By Deborah Grau
When T.S. Eliot wrote, “April is the cruelest month,” he probably didn’t know how prescient that observation would be. In fact, so many tragic stories have happened during this month. The Columbine High School massacre, The Virginia Tech shooting and just two years ago, the Boston Marathon bombing.
And on April 19, 1995, the deadliest domestic act of terrorism in U.S. history took place when a truck bomb detonated and blasted through the Alfred P. Murrah Federal Building in Oklahoma City. 168 people were killed, including 19 small children and injured hundreds more.
This Sunday marks the 20th anniversary. Yahoo Global News Anchor Katie Couric revisits that day which changed “the heartland” of America forever. In their own words, a mother, first responder, sister and survivor recount that fateful day.

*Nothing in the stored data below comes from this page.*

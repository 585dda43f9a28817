//! Task registry: the single source of truth for subscriptions.
//!
//! Every mutation is applied to a copy of the state, persisted, and only then
//! made visible. A failed save leaves the in-memory state exactly as it was.

use std::sync::{Arc, Mutex, MutexGuard, PoisonError};

use chrono::{DateTime, Utc};
use hubwatch_core::config::CursorPolicy;
use hubwatch_core::error::{HubWatchError, Result};
use hubwatch_core::types::{FeedKind, NotificationFormat, RecipientId};

use crate::store::PersistenceStore;
use crate::tasks::{RegistryState, SubscriptionTask, TaskSummary};

/// Largest interval the stores can represent (SQLite integers are signed).
pub const MAX_INTERVAL_MS: u64 = i64::MAX as u64;

/// Settings applied to newly created tasks.
#[derive(Debug, Clone, Copy)]
pub struct TaskDefaults {
    pub interval_ms: u64,
    pub initial_cursor: CursorPolicy,
}

impl Default for TaskDefaults {
    fn default() -> Self {
        Self {
            interval_ms: 600_000,
            initial_cursor: CursorPolicy::Now,
        }
    }
}

impl TaskDefaults {
    fn initial_cursor(&self) -> DateTime<Utc> {
        match self.initial_cursor {
            CursorPolicy::Now => Utc::now(),
            CursorPolicy::Backfill => DateTime::<Utc>::UNIX_EPOCH,
        }
    }
}

/// Result of [`TaskRegistry::add`].
#[derive(Debug, Clone, PartialEq)]
pub struct AddOutcome {
    pub task: SubscriptionTask,
    /// The task did not exist before this call.
    pub created: bool,
}

/// Result of [`TaskRegistry::remove`].
#[derive(Debug, Clone, Copy, PartialEq, Eq)]
pub enum RemoveOutcome {
    /// The recipient was not subscribed (or the task does not exist).
    Absent,
    /// Subscriber removed; others remain.
    Removed { remaining: usize },
    /// Last subscriber removed; the task was pruned.
    Pruned,
}

/// Subscriptions of one feed.
pub struct TaskRegistry {
    feed: FeedKind,
    tasks: Mutex<RegistryState>,
    store: Arc<dyn PersistenceStore>,
    defaults: TaskDefaults,
}

impl TaskRegistry {
    /// Load the registry from its store.
    pub fn open(feed: FeedKind, store: Arc<dyn PersistenceStore>, defaults: TaskDefaults) -> Result<Self> {
        let tasks = store.load()?;
        tracing::info!("📂 Loaded {} {} tasks", tasks.len(), feed);
        Ok(Self {
            feed,
            tasks: Mutex::new(tasks),
            store,
            defaults,
        })
    }

    pub fn feed(&self) -> FeedKind {
        self.feed
    }

    fn lock(&self) -> MutexGuard<'_, RegistryState> {
        self.tasks.lock().unwrap_or_else(PoisonError::into_inner)
    }

    /// Apply `f` to a copy of the state, persist it, then publish it.
    fn mutate<T>(&self, f: impl FnOnce(&mut RegistryState) -> Result<T>) -> Result<T> {
        let mut tasks = self.lock();
        let mut next = tasks.clone();
        let out = f(&mut next)?;
        if let Err(e) = self.store.save(&next) {
            tracing::warn!("⚠️ Failed to save {} tasks, change rolled back: {e}", self.feed);
            return Err(match e {
                HubWatchError::Persistence(_) => e,
                other => HubWatchError::Persistence(other.to_string()),
            });
        }
        *tasks = next;
        Ok(out)
    }

    /// Subscribe `recipient_id` to `resource_key`, creating the task if needed.
    /// Subscribing again only updates the recipient's format.
    pub fn add(
        &self,
        resource_key: &str,
        recipient_id: RecipientId,
        format: NotificationFormat,
    ) -> Result<AddOutcome> {
        let outcome = self.mutate(|tasks| {
            let created = !tasks.contains_key(resource_key);
            let task = tasks.entry(resource_key.to_string()).or_insert_with(|| {
                SubscriptionTask::new(
                    resource_key,
                    self.defaults.interval_ms.min(MAX_INTERVAL_MS),
                    self.defaults.initial_cursor(),
                )
            });
            task.upsert_subscriber(recipient_id, format);
            Ok(AddOutcome {
                task: task.clone(),
                created,
            })
        })?;
        tracing::info!(
            "📌 {} {}: recipient {} subscribed ({})",
            self.feed,
            resource_key,
            recipient_id,
            format
        );
        Ok(outcome)
    }

    /// Unsubscribe `recipient_id`. Removing the last subscriber prunes the task.
    pub fn remove(&self, resource_key: &str, recipient_id: RecipientId) -> Result<RemoveOutcome> {
        {
            let tasks = self.lock();
            let subscribed = tasks
                .get(resource_key)
                .is_some_and(|t| t.subscriber(recipient_id).is_some());
            if !subscribed {
                return Ok(RemoveOutcome::Absent);
            }
        }
        let outcome = self.mutate(|tasks| {
            let Some(task) = tasks.get_mut(resource_key) else {
                return Ok(RemoveOutcome::Absent);
            };
            if !task.remove_subscriber(recipient_id) {
                return Ok(RemoveOutcome::Absent);
            }
            if task.is_empty() {
                tasks.remove(resource_key);
                Ok(RemoveOutcome::Pruned)
            } else {
                Ok(RemoveOutcome::Removed {
                    remaining: task.subscribers.len(),
                })
            }
        })?;
        tracing::info!(
            "🗑️ {} {}: recipient {} unsubscribed ({:?})",
            self.feed,
            resource_key,
            recipient_id,
            outcome
        );
        Ok(outcome)
    }

    /// Change the poll interval. The cursor is untouched.
    pub fn set_interval(&self, resource_key: &str, millis: u64) -> Result<SubscriptionTask> {
        if millis == 0 {
            return Err(HubWatchError::InvalidCommand("interval must be positive".into()));
        }
        if millis > MAX_INTERVAL_MS {
            return Err(HubWatchError::InvalidCommand(format!(
                "interval must be at most {MAX_INTERVAL_MS}ms"
            )));
        }
        self.mutate(|tasks| {
            let task = tasks
                .get_mut(resource_key)
                .ok_or_else(|| HubWatchError::TaskNotFound(resource_key.to_string()))?;
            task.interval_ms = millis;
            Ok(task.clone())
        })
    }

    /// Change one subscriber's format.
    pub fn set_format(
        &self,
        resource_key: &str,
        recipient_id: RecipientId,
        format: NotificationFormat,
    ) -> Result<SubscriptionTask> {
        self.mutate(|tasks| {
            let task = tasks
                .get_mut(resource_key)
                .ok_or_else(|| HubWatchError::TaskNotFound(resource_key.to_string()))?;
            let sub = task
                .subscribers
                .iter_mut()
                .find(|s| s.recipient_id == recipient_id)
                .ok_or_else(|| HubWatchError::SubscriberNotFound {
                    resource_key: resource_key.to_string(),
                    recipient_id,
                })?;
            sub.format = format;
            Ok(task.clone())
        })
    }

    /// Move a task's cursor forward and persist it. `created_at` names the task
    /// instance the cursor was computed for. No-op (no write) when that task is
    /// gone, was re-created since, or `cursor` is not newer than the stored one.
    pub fn advance_cursor(
        &self,
        resource_key: &str,
        created_at: DateTime<Utc>,
        cursor: DateTime<Utc>,
    ) -> Result<bool> {
        let applies = |task: &SubscriptionTask| task.created_at == created_at && cursor > task.last_seen;
        if !self.lock().get(resource_key).is_some_and(applies) {
            return Ok(false);
        }
        self.mutate(|tasks| {
            Ok(tasks
                .get_mut(resource_key)
                .filter(|task| task.created_at == created_at)
                .is_some_and(|task| task.advance(cursor)))
        })
    }

    /// Snapshot of every task `recipient_id` subscribes to.
    pub fn list(&self, recipient_id: RecipientId) -> Vec<TaskSummary> {
        self.lock()
            .values()
            .filter_map(|task| {
                task.subscriber(recipient_id).map(|sub| TaskSummary {
                    resource_key: task.resource_key.clone(),
                    interval_ms: task.interval_ms,
                    format: sub.format,
                    last_seen: task.last_seen,
                })
            })
            .collect()
    }

    pub fn get(&self, resource_key: &str) -> Option<SubscriptionTask> {
        self.lock().get(resource_key).cloned()
    }

    pub fn keys(&self) -> Vec<String> {
        self.lock().keys().cloned().collect()
    }

    pub fn snapshot(&self) -> RegistryState {
        self.lock().clone()
    }

    pub fn len(&self) -> usize {
        self.lock().len()
    }

    pub fn is_empty(&self) -> bool {
        self.lock().is_empty()
    }
}
//! Log transport: writes notifications to the tracing log instead of sending them.

use async_trait::async_trait;
use hubwatch_core::error::Result;
use hubwatch_core::traits::Transport;
use hubwatch_core::types::{Message, RecipientId};

pub struct LogTransport;

impl LogTransport {
    pub fn new() -> Self {
        Self
    }
}

impl Default for LogTransport {
    fn default() -> Self {
        Self::new()
    }
}

#[async_trait]
impl Transport for LogTransport {
    fn name(&self) -> &str {
        "log"
    }

    async fn send(&self, recipient: RecipientId, message: &Message) -> Result<()> {
        tracing::info!("📣 [{}] {}", recipient, message.to_plain_text());
        Ok(())
    }
}
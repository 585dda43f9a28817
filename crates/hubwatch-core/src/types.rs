//! Shared data types: feed kinds, observed items, notification formats and messages.

use chrono::{DateTime, Utc};
use serde::{Deserialize, Serialize};

use crate::error::HubWatchError;

/// Recipient identifier (chat id, contact id, webhook key).
pub type RecipientId = i64;

/// Which feed a subscription watches. Repository feeds are keyed by
/// `owner/repo`; `UserIssues` is keyed by an issue filter of the token owner.
#[derive(Debug, Clone, Copy, PartialEq, Eq, Hash, PartialOrd, Ord, Serialize, Deserialize)]
#[serde(rename_all = "lowercase")]
pub enum FeedKind {
    Issues,
    Pulls,
    Releases,
    Commits,
    /// Issues and pulls across every repository visible to the authenticated user.
    #[serde(rename = "user-issues")]
    UserIssues,
}

impl FeedKind {
    pub const ALL: [FeedKind; 5] = [
        FeedKind::Issues,
        FeedKind::Pulls,
        FeedKind::Releases,
        FeedKind::Commits,
        FeedKind::UserIssues,
    ];

    /// Lowercase name used for store files and command routing.
    pub fn as_str(&self) -> &'static str {
        match self {
            FeedKind::Issues => "issues",
            FeedKind::Pulls => "pulls",
            FeedKind::Releases => "releases",
            FeedKind::Commits => "commits",
            FeedKind::UserIssues => "user-issues",
        }
    }

    /// Notice text prefixed to every notification of this feed.
    pub fn notice(&self) -> &'static str {
        match self {
            FeedKind::Issues => "repo-issue",
            FeedKind::Pulls => "repo-pull",
            FeedKind::Releases => "repo-release",
            FeedKind::Commits => "repo-commit",
            FeedKind::UserIssues => "issues",
        }
    }

    /// Singular noun used in rendered messages.
    pub fn noun(&self) -> &'static str {
        match self {
            FeedKind::Issues => "issue",
            FeedKind::Pulls => "pull",
            FeedKind::Releases => "release",
            FeedKind::Commits => "commit",
            FeedKind::UserIssues => "issue",
        }
    }
}

impl std::fmt::Display for FeedKind {
    fn fmt(&self, f: &mut std::fmt::Formatter<'_>) -> std::fmt::Result {
        f.write_str(self.as_str())
    }
}

impl std::str::FromStr for FeedKind {
    type Err = HubWatchError;

    fn from_str(s: &str) -> Result<Self, Self::Err> {
        match s.to_lowercase().as_str() {
            "issues" | "issue" | "repo-issue" => Ok(FeedKind::Issues),
            "pulls" | "pull" | "repo-pull" => Ok(FeedKind::Pulls),
            "releases" | "release" | "repo-release" => Ok(FeedKind::Releases),
            "commits" | "commit" | "repo-commit" => Ok(FeedKind::Commits),
            "user-issues" | "my-issues" | "mine" => Ok(FeedKind::UserIssues),
            other => Err(HubWatchError::InvalidCommand(format!(
                "unknown feed '{other}' (expected issues, pulls, releases, commits or user-issues)"
            ))),
        }
    }
}

/// How a recipient wants items rendered.
#[derive(Debug, Clone, Copy, PartialEq, Eq, Hash, Default, Serialize, Deserialize)]
#[serde(rename_all = "lowercase")]
pub enum NotificationFormat {
    #[default]
    Text,
    Card,
    Json,
}

impl std::fmt::Display for NotificationFormat {
    fn fmt(&self, f: &mut std::fmt::Formatter<'_>) -> std::fmt::Result {
        match self {
            NotificationFormat::Text => write!(f, "text"),
            NotificationFormat::Card => write!(f, "card"),
            NotificationFormat::Json => write!(f, "json"),
        }
    }
}

impl std::str::FromStr for NotificationFormat {
    type Err = HubWatchError;

    fn from_str(s: &str) -> Result<Self, Self::Err> {
        match s.to_lowercase().as_str() {
            "text" | "plain" => Ok(NotificationFormat::Text),
            "card" | "xml" | "rich" => Ok(NotificationFormat::Card),
            "json" | "struct" => Ok(NotificationFormat::Json),
            other => Err(HubWatchError::InvalidCommand(format!(
                "unknown format '{other}' (expected text, card or json)"
            ))),
        }
    }
}

/// A label attached to an issue or pull request.
#[derive(Debug, Clone, PartialEq, Serialize, Deserialize)]
pub struct Label {
    pub name: String,
    /// Hex color without the leading '#'.
    #[serde(default)]
    pub color: Option<String>,
}

/// One observed entry of a feed, normalized across feed kinds.
#[derive(Debug, Clone, PartialEq, Serialize, Deserialize)]
pub struct Item {
    pub kind: FeedKind,
    /// Issue/pull number, release tag or commit sha.
    pub id: String,
    pub title: String,
    pub url: String,
    /// Login (or git author name) of whoever produced the entry.
    pub author: String,
    #[serde(default)]
    pub author_avatar: Option<String>,
    #[serde(default)]
    pub state: Option<String>,
    #[serde(default)]
    pub labels: Vec<Label>,
    #[serde(default)]
    pub body: Option<String>,
    pub created_at: DateTime<Utc>,
    /// Timestamp the scheduler's cursor is compared against.
    pub updated_at: DateTime<Utc>,
}

/// Rendered payload of a notification.
#[derive(Debug, Clone, PartialEq, Serialize, Deserialize)]
#[serde(tag = "type", rename_all = "lowercase")]
pub enum MessageBody {
    Text(String),
    Card {
        brief: String,
        title: String,
        url: String,
        summary: Vec<String>,
        source: String,
        #[serde(default)]
        picture: Option<String>,
    },
    Json(serde_json::Value),
}

/// An outbound message ready for a transport.
#[derive(Debug, Clone, PartialEq, Serialize, Deserialize)]
pub struct Message {
    pub body: MessageBody,
    pub created_at: DateTime<Utc>,
}

impl Message {
    pub fn new(body: MessageBody) -> Self {
        Self {
            body,
            created_at: Utc::now(),
        }
    }

    /// Plain-text rendering, used by transports that cannot show rich bodies.
    pub fn to_plain_text(&self) -> String {
        match &self.body {
            MessageBody::Text(text) => text.clone(),
            MessageBody::Card {
                brief,
                title,
                url,
                summary,
                ..
            } => {
                let mut out = format!("[{brief}] {title}\n{url}");
                if !summary.is_empty() {
                    out.push('\n');
                    out.push_str(&summary.join(", "));
                }
                out
            }
            MessageBody::Json(value) => {
                serde_json::to_string_pretty(value).unwrap_or_else(|_| value.to_string())
            }
        }
    }
}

Kathleen Treanor lost her four year-old daughter Ashley and her in-laws. Oklahoma City firefighter Cecil Clay was part of the rescue and recovery efforts. Susan Winchester lost her sister Dr. Margaret “Peggy” Clark and is now the chairman of the Oklahoma City National Memorial Foundation. Ruth Schwab survived the blast that killed many of her co-workers. All four of them have different stories but are inextricably connected by the tragic event that took place on April 19, 1995 at 9:02 am.